How to prevent overfitting in supervised mode?

lmcinnes / umap

Uniform Manifold Approximation and Projection

BSD 3-Clause "New" or "Revised" License

7.38k stars 802 forks source link

How to prevent overfitting in supervised mode? #148

Open miclegr opened 5 years ago

miclegr commented 5 years ago

Using standard parameters in supervised mode with dichotomous response variable (0/1) and embedding in 2 dimensions, I fit on 80% of data (800k points,20 cols) and I transform on 80% and on the holdout 20% of data.

This are the results I'm getting:

As you can see for training data I get a clear separation between zeros and ones but in the test dataset no clear picture is produced. This is clearly an evidence of overfitting (for reference fitting xgboost on the same dataset yields an AUC of 0.8).

Which are the parameters I can tweak in order to avoid this effect?

Thanks for the support, Michele.

lmcinnes commented 5 years ago

I don't believe you'll manage to completely alleviate the problems given the results you are seeing. One way to think about this is that if a KNN-Classifier struggles to perform well on your data then a supervised UMAP will similarly struggle. I suspect a KNN-Classifier does not do well on that dataset.

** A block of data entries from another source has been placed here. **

extern crate clap;
extern crate env_logger;
#[macro_use]
extern crate log;
extern crate multibrot;
extern crate num_cpus;

use clap::{App, Arg, ArgMatches};
use multibrot::{
    Bailout, Config, Endpoints, GifEncoder, LoopCount, ProgressLine, SweepTarget,
};
use std::io::{self, BufWriter};
use std::str::FromStr;
use std::time::Duration;

fn validate_range<T: FromStr + Ord>(
    s: &str,
    low: T,
    high: T,
    isnotanumber_err: &str,
    isnotinrange_err: &str,
) -> Result<(), String> {
    match T::from_str(s) {
        Ok(i) => {
            if i >= low && i <= high {
                Ok(())
            } else {
                Err(isnotinrange_err.to_string())
            }
        }
        Err(_) => Err(isnotanumber_err.to_string()),
    }
}

fn validate_float(s: &str, err: &str) -> Result<(), String> {
    match f64::from_str(s) {
        Ok(f) if f.is_finite() => Ok(()),
        _ => Err(err.to_string()),
    }
}

fn value<T: FromStr>(matches: &ArgMatches, name: &str) -> Option<T> {
    matches.value_of(name).and_then(|s| T::from_str(s).ok())
}

const DIMENSION: &str = "dimension";
const FRAMES: &str = "frames";
const DELAY: &str = "delay";
const ITERATIONS: &str = "iterations";
const POWER_START: &str = "powerStart";
const POWER_END: &str = "powerEnd";
const SWEEP: &str = "sweep";
const EXPONENT: &str = "exponent";
const ENDPOINTS: &str = "endpoints";
const BAILOUT: &str = "bailout";
const THREADS: &str = "threads";
const LOOPS: &str = "loops";
const TIMEOUT: &str = "timeout";

fn args<'a>() -> ArgMatches<'a> {
    App::new("multibrot")
        .version("0.1.0")
        .author("Elf M. Sternberg <elf.sternberg@gmail.com>")
        .about("Renders an animated multibrot sweep as a GIF on standard output")
        .arg(
            Arg::with_name(DIMENSION)
                .long(DIMENSION)
                .short("d")
                .takes_value(true)
                .default_value("1000")
                .validator(|s| {
                    validate_range(
                        &s,
                        1,
                        65_535,
                        "Could not parse image dimension",
                        "Image dimension must be between 1 and 65535",
                    )
                })
                .help("Width and height of each frame"),
        )
        .arg(
            Arg::with_name(FRAMES)
                .long(FRAMES)
                .short("f")
                .takes_value(true)
                .default_value("1000")
                .validator(|s| {
                    validate_range(
                        &s,
                        0,
                        1_000_000,
                        "Could not parse frame count",
                        "Frame count must be between 0 and 1000000",
                    )
                })
                .help("Total number of frames to render"),
        )
        .arg(
            Arg::with_name(DELAY)
                .long(DELAY)
                .takes_value(true)
                .default_value("2")
                .validator(|s| {
                    validate_range(
                        &s,
                        0,
                        65_535,
                        "Could not parse frame delay",
                        "Frame delay must be between 0 and 65535",
                    )
                })
                .help("Hundredths of a second between frames"),
        )
        .arg(
            Arg::with_name(ITERATIONS)
                .long(ITERATIONS)
                .short("i")
                .takes_value(true)
                .default_value("1000")
                .validator(|s| {
                    validate_range(
                        &s,
                        1,
                        10_000_000,
                        "Could not parse iteration count",
                        "Iteration count must be between 1 and 10000000",
                    )
                })
                .help("Maximum number of iterations per pixel"),
        )
        .arg(
            Arg::with_name(POWER_START)
                .long(POWER_START)
                .takes_value(true)
                .allow_hyphen_values(true)
                .default_value("2.0")
                .validator(|s| validate_float(&s, "Could not parse powerStart"))
                .help("First value of the sweep"),
        )
        .arg(
            Arg::with_name(POWER_END)
                .long(POWER_END)
                .takes_value(true)
                .allow_hyphen_values(true)
                .default_value("10.0")
                .validator(|s| validate_float(&s, "Could not parse powerEnd"))
                .help("Last value of the sweep"),
        )
        .arg(
            Arg::with_name(SWEEP)
                .long(SWEEP)
                .takes_value(true)
                .possible_values(&["power", "extent"])
                .default_value("power")
                .help("Sweep the exponent, or the half-width of the domain"),
        )
        .arg(
            Arg::with_name(EXPONENT)
                .long(EXPONENT)
                .takes_value(true)
                .allow_hyphen_values(true)
                .default_value("2.0")
                .validator(|s| validate_float(&s, "Could not parse exponent"))
                .help("Exponent used while sweeping the extent"),
        )
        .arg(
            Arg::with_name(ENDPOINTS)
                .long(ENDPOINTS)
                .takes_value(true)
                .possible_values(&["inclusive", "exclusive"])
                .default_value("inclusive")
                .help("Whether the last frame and last pixel land on the end of their range"),
        )
        .arg(
            Arg::with_name(BAILOUT)
                .long(BAILOUT)
                .takes_value(true)
                .validator(|s| validate_float(&s, "Could not parse bailout radius"))
                .help("Fixed escape radius (default: the domain's right edge)"),
        )
        .arg(
            Arg::with_name(THREADS)
                .long(THREADS)
                .short("t")
                .takes_value(true)
                .validator(|s| {
                    validate_range(
                        &s,
                        1,
                        4096,
                        "Could not parse thread count",
                        "Thread count must be between 1 and 4096",
                    )
                })
                .help("Frames rendered at once (default: one per CPU)"),
        )
        .arg(
            Arg::with_name(LOOPS)
                .long(LOOPS)
                .takes_value(true)
                .validator(|s| {
                    validate_range(
                        &s,
                        0,
                        65_535,
                        "Could not parse loop count",
                        "Loop count must be between 0 and 65535",
                    )
                })
                .help("Times to play the animation, 0 for forever (default: frame count)"),
        )
        .arg(
            Arg::with_name(TIMEOUT)
                .long(TIMEOUT)
                .takes_value(true)
                .validator(|s| {
                    validate_range(
                        &s,
                        1,
                        u64::max_value(),
                        "Could not parse timeout",
                        "Timeout must be at least one second",
                    )
                })
                .help("Give up if no frame finishes for this many seconds"),
        )
        .get_matches()
}

fn config(matches: &ArgMatches) -> Config {
    let defaults = Config::default();
    Config {
        dimension: value(matches, DIMENSION).unwrap_or(defaults.dimension),
        frames: value(matches, FRAMES).unwrap_or(defaults.frames),
        delay: value(matches, DELAY).unwrap_or(defaults.delay),
        iterations: value(matches, ITERATIONS).unwrap_or(defaults.iterations),
        power_start: value(matches, POWER_START).unwrap_or(defaults.power_start),
        power_end: value(matches, POWER_END).unwrap_or(defaults.power_end),
        sweep: match matches.value_of(SWEEP) {
            Some("extent") => SweepTarget::Extent,
            _ => SweepTarget::Exponent,
        },
        exponent: value(matches, EXPONENT).unwrap_or(defaults.exponent),
        endpoints: match matches.value_of(ENDPOINTS) {
            Some("exclusive") => Endpoints::Exclusive,
            _ => Endpoints::Inclusive,
        },
        bailout: value(matches, BAILOUT).map_or(defaults.bailout, Bailout::Radius),
        threads: value(matches, THREADS).unwrap_or_else(num_cpus::get),
        loops: value(matches, LOOPS).map(|n: u16| match n {
            0 => LoopCount::Infinite,
            n => LoopCount::Finite(n),
        }),
        frame_timeout: value(matches, TIMEOUT).map(Duration::from_secs),
        ..defaults
    }
}

fn main() {
    env_logger::Builder::from_env(env_logger::Env::default().default_filter_or("warn")).init();

    let config = config(&args());
    debug!("{:?}", config);

    let stdout = io::stdout();
    let mut encoder = GifEncoder::new(BufWriter::new(stdout.lock()), config.palette.clone());
    let mut progress = ProgressLine::new(io::stderr());

    match multibrot::run(&config, &mut encoder, &mut progress) {
        Ok(Some(frames)) => info!("wrote {} frames", frames),
        Ok(None) => info!("nothing to write"),
        Err(e) => {
            eprintln!("Error: {}", e);
            std::process::exit(1);
        }
    }
}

That being said, you can mitigate things a little. One option is to reduce the weight that UMAP puts on labelling. The relevant parameter is target_weight. The default value is 0.5, which balances roughly equally between data and label in importance. You can reduce the value to give more weight to the data representation (which will reduce how well the separation occurs in the training set). Another alternative is to mask some labels for training (assign a random selection of labels the value -1 for 'unknown').

miclegr commented 5 years ago

Thank you for the prompt answer! Adjusting target_weight should definitely improve the situation. One thing I forgot to mention is that the classes are unbalanced (13%/87%), I'll try also to balance them, fit, and than predict on the original dataset. Let's see what's happens.

abisi commented 5 years ago

Hello @miclegr,

I am also, I think, dealing with the problem of overfitting in supervised UMAP. You said you'd try changing the target_weight parameter, how did that work for you ? To me (or to my data set), this does not solve the issue at all when I reduce the parameter.

lmcinnes commented 5 years ago

A target_weight of 0.0 should be equivalent to not using the target data at all; in what sense is it overfitting? Potentially your problem is not necessarily amenable to this sort of approach, which definitely cares about k-neighbor structure.

Clyde-fare commented 4 years ago

Hi, I'm also not getting the behaviour I expect from target_weight. It does seem to alter the distribution of the targets but setting it to 0.0 does not appear to be the same as not using target data (using v0.3.10). Even with target_weight of 0.0 I still see significant separation based on targets (which I don't get if I omit the targets during the call to fit_transform). Any ideas?

lmcinnes commented 4 years ago

Due to how things had to be implemented to make it tractable to compute, the 0.0 indeed does not act purely as if there were no target weight. It is, however, as close as one can get and still relate to the taregt, so I'm not sure how to do any better with the current approach. Sorry.

Clyde-fare commented 4 years ago

Ok understood, thanks for replying for so quickly. Amazing library btw. 👍

davidhaslacher commented 1 year ago

Hello @lmcinnes, I have a dataset where a KNN-Classifier performs well before applying UMAP, but poorly after applying UMAP. This is the case even when I reduce the target_weight parameter. Do you have some other suggestions for things I could try? Thanks for this great library!